### Instructions to follow
The response should contain only those lines of the entries below that include the string "const".

### The data

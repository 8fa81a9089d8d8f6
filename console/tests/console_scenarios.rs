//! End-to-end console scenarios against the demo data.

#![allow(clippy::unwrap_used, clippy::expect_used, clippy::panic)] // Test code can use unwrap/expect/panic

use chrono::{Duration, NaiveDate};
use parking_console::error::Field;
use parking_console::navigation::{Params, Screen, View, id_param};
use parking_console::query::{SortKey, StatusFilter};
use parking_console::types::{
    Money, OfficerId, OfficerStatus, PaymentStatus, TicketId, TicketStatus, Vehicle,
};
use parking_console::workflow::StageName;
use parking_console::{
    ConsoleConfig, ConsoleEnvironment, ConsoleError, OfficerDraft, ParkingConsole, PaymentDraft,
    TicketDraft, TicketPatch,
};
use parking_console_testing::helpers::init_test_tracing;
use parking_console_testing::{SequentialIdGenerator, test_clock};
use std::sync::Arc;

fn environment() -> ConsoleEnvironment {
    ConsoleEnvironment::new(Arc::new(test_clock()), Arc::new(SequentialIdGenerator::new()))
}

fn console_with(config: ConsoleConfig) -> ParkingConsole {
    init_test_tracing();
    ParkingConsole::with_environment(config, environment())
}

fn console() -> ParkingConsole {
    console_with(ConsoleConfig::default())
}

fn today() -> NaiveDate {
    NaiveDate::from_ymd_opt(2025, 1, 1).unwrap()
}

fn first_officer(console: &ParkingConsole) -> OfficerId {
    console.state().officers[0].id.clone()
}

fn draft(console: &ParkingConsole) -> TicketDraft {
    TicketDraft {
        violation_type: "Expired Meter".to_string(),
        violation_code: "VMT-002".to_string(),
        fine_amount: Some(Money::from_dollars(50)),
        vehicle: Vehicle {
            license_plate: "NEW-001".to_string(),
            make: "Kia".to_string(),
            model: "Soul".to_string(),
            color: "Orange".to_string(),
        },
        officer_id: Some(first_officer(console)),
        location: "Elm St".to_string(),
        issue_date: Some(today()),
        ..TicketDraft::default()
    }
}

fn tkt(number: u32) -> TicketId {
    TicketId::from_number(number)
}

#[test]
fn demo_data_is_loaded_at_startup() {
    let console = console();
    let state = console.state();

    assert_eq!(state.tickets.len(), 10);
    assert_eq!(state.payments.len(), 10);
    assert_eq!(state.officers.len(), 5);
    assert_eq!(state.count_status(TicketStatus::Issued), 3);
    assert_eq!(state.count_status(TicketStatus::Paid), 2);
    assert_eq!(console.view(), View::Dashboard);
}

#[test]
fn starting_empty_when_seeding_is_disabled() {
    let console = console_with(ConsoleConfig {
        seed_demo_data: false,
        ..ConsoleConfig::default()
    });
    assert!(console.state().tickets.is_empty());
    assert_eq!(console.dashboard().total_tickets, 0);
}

--

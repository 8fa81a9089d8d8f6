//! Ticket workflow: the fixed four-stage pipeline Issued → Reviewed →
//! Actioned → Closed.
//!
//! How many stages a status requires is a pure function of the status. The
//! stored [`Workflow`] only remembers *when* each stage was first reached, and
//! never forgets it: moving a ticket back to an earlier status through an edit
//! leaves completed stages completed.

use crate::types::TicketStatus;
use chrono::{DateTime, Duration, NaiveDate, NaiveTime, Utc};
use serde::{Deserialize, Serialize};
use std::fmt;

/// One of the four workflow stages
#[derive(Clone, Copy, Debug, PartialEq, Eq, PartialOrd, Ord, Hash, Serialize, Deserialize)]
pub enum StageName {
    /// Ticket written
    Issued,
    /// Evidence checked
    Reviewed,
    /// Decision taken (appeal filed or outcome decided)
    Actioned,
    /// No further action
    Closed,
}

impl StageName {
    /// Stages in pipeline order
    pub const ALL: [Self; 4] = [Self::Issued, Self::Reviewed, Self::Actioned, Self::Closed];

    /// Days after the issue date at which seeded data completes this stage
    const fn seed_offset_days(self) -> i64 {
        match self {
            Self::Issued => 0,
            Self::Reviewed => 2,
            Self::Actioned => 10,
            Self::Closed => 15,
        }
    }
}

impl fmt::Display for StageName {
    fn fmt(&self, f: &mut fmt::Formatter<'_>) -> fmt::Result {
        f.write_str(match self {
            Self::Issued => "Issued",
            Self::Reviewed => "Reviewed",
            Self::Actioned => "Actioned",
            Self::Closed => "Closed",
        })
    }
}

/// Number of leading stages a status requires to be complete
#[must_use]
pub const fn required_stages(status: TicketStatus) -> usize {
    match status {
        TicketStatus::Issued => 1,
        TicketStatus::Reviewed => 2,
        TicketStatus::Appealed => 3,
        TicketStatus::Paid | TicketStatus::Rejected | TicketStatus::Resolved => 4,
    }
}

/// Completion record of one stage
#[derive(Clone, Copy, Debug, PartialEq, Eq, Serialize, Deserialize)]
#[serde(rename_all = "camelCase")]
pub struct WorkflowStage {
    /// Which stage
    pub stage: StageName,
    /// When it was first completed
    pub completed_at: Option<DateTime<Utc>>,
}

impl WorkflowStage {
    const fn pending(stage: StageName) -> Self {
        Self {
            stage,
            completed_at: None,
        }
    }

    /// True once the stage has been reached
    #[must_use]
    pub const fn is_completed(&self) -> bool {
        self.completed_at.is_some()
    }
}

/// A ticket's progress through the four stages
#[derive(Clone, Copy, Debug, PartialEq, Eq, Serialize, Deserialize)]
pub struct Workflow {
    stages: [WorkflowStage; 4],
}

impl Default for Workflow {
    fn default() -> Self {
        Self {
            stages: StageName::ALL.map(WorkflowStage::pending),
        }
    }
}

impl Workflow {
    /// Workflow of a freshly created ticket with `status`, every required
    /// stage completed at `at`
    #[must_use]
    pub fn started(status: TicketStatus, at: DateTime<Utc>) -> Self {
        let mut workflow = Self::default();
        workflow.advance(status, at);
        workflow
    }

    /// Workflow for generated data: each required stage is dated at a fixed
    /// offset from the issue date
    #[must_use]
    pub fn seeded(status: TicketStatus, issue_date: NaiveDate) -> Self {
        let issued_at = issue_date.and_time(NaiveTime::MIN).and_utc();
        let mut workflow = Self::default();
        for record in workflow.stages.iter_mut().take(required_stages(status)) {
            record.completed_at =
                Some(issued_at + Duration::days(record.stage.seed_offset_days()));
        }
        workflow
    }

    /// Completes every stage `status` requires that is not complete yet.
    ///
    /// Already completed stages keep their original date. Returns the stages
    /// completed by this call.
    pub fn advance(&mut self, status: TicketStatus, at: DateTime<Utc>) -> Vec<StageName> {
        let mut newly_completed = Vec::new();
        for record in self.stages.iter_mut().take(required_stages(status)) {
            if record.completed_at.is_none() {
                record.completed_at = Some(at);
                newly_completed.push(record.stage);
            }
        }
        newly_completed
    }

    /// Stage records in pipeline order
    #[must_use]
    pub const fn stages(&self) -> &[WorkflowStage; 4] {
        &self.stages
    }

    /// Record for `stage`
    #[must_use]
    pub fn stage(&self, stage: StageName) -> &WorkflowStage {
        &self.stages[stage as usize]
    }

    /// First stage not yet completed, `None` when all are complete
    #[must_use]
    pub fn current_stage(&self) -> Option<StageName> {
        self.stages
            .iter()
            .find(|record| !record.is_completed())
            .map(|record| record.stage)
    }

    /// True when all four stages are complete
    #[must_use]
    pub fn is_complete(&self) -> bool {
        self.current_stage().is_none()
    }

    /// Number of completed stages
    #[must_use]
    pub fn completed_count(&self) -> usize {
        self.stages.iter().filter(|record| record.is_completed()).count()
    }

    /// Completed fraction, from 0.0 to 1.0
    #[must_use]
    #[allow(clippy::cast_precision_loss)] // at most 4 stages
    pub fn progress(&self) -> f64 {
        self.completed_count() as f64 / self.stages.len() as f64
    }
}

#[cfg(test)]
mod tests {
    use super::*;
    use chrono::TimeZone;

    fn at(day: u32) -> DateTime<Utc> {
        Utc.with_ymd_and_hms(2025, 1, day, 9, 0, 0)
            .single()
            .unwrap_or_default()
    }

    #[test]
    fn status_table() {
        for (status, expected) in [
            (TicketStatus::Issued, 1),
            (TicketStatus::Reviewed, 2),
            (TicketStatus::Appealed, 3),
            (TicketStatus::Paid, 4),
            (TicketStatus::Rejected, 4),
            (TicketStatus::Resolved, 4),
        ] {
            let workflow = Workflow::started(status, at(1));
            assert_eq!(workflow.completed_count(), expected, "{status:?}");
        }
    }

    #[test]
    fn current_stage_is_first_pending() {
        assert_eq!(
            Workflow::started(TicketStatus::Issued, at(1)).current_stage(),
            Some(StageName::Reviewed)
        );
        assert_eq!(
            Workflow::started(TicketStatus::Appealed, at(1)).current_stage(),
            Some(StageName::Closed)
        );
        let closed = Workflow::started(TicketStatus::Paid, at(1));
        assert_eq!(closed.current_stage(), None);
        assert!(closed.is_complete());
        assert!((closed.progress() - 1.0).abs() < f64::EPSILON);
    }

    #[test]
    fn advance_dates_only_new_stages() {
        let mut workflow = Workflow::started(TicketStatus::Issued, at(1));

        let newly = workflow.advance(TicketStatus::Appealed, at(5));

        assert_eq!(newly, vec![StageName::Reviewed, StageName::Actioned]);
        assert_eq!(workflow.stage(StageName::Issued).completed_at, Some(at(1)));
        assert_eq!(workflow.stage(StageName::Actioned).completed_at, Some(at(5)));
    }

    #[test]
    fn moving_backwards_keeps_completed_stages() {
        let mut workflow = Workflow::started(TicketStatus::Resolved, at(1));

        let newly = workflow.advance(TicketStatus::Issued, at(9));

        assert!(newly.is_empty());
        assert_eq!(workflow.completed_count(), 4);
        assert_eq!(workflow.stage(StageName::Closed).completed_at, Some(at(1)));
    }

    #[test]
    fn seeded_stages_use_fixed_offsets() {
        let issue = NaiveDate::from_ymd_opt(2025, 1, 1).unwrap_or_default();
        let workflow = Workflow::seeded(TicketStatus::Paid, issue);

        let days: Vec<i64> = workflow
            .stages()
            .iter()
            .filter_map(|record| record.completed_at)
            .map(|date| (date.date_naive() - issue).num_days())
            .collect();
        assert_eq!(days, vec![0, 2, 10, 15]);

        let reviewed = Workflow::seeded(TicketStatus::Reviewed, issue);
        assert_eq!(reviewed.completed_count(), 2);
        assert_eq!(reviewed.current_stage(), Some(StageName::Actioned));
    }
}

### Output for this exercise
    pub const ALL: [Self; 4] = [Self::Issued, Self::Reviewed, Self::Actioned, Self::Closed];
    const fn seed_offset_days(self) -> i64 {
pub const fn required_stages(status: TicketStatus) -> usize {
    const fn pending(stage: StageName) -> Self {
    pub const fn is_completed(&self) -> bool {
    pub const fn stages(&self) -> &[WorkflowStage; 4] {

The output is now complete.